The UK’s first ever LGBTQ+ cricket tournament has been hailed a success after teams from across the country gathered in Birmingham – and sent out a powerful sporting inclusion message.
Sides representing five professional clubs – Warwickshire, Worcestershire, Gloucestershire, Middlesex and Northamptonshire – competed in the event at Sutton Coldfield CC on Sunday (11 June).
Around 200 spectators contributed to a festival feel and saw Middlesex lift the inaugural trophy as they progressed through the round-robin format undefeated.
A late downpour brought a premature end to the event – washing out the final round of games – and at one stage the West Midlands Air Ambulance stopped play as it landed on the outfield to collect paramedics from good Hope Hospital!
But nothing could detract from the success of the event that was organised by Warwickshire Cricket in conjunction with Birmingham Unicorns, one of only two LGBTQ+ cricket clubs in the country.

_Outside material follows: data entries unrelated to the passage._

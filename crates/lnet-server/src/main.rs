//! LNET relay server.
//!
//! Accepts LNET client connections and relays stanzas between them by name.

use std::path::PathBuf;

use anyhow::{Context, Result};
use clap::Parser;
use lnet_relay::RelayServer;
use tracing::info;

mod config;
mod telemetry;

use config::Config;

/// LNET relay server
#[derive(Debug, Parser)]
#[command(name = "lnet-server")]
#[command(author, version, about, long_about = None)]
struct Cli {
    /// Address to listen on (default: localhost:9999)
    #[arg(long, value_name = "HOST:PORT")]
    server: Option<String>,

    /// Trace raw frames in both directions
    #[arg(long)]
    debug: bool,

    /// TOML configuration file
    #[arg(short, long, value_name = "FILE")]
    config: Option<PathBuf>,
}

#[tokio::main]
async fn main() -> Result<()> {
    let cli = Cli::parse();
    telemetry::init()?;

    info!("LNET relay starting...");
    info!("Version: {}", env!("CARGO_PKG_VERSION"));

    let config = Config::load(cli.config.as_deref())?.with_flags(cli.server, cli.debug);
    config.log_config();

    let server = RelayServer::bind(config.to_server_config()?)
        .await
        .with_context(|| format!("Failed to listen on {}", config.listen))?;

    server
        .run_until(shutdown_signal())
        .await
        .context("Relay server failed")?;

    info!("LNET relay stopped");
    Ok(())
}

async fn shutdown_signal() {
    if let Err(e) = tokio::signal::ctrl_c().await {
        tracing::warn!(error = %e, "Failed to listen for shutdown signal");
        std::future::pending::<()>().await;
    }
}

Unicorns Chair Lachlan Smith, said: “This is a big achievement: a great crowd turned up, there was some good quality cricket on show, and it demonstrates there is a big appetite in the LGBTQ+ community to play and support cricket.
“Warwickshire came up with the idea, it’s been hard work pulling it together, but so worthwhile. We’re highlighting that cricket is a game for all. We want to encourage more LGBTQ+ people to come and watch, umpire, score and play.
“If we’ve opened just a few eyes in the LGBTQ+ community that cricket is a sport for them then it’s been a success.
“Cricket has its challenges, some are well documented, but LGBTQ+ inclusion has come on leaps and bounds in the last few years. The direction of travel is very positive.”
Women’s ICC umpire Sue Redfern took charge of one game having hot-footed from New Road where she’d officiated the Charlotte Edwards Cup final.
She added: “It was important for me to be here today, it’s another milestone in LGBTQ+ sport and cricket’s journey to becoming inclusive for all.
“LGBTQ+ people may have thought cricket isn’t for them because they don’t see it, they don’t see participation in the Network. That’s why this is fabulous for the game, the visibility it brings and that will encourage others to get involved.
“There is still work to do, no doubt, but by doing this it sends a message that we won’t tolerate non-inclusive behaviour. It’s been a long time coming but we’re here and we can build on this.”
And Warwickshire CCC’s High Performance Manager Paul Greetham – the newly appointed Vice Chair of the ECB’s LGBTQ+ Committee, added: “It’s great to see so many people here from the LGBTQ+ community involved, playing a sport they love and being their authentic selves. This is my home club, I’ve played here for 20 years, so this is a proud moment for me.
“This is a community that’s felt under-represented in sport. But Warwickshire and Sutton Coldfield Cricket Club have thrown open their arms, saying it doesn’t matter who you are, how you identify, what your background is, who you hold hands with on the boundary rope, this is a sport for you.”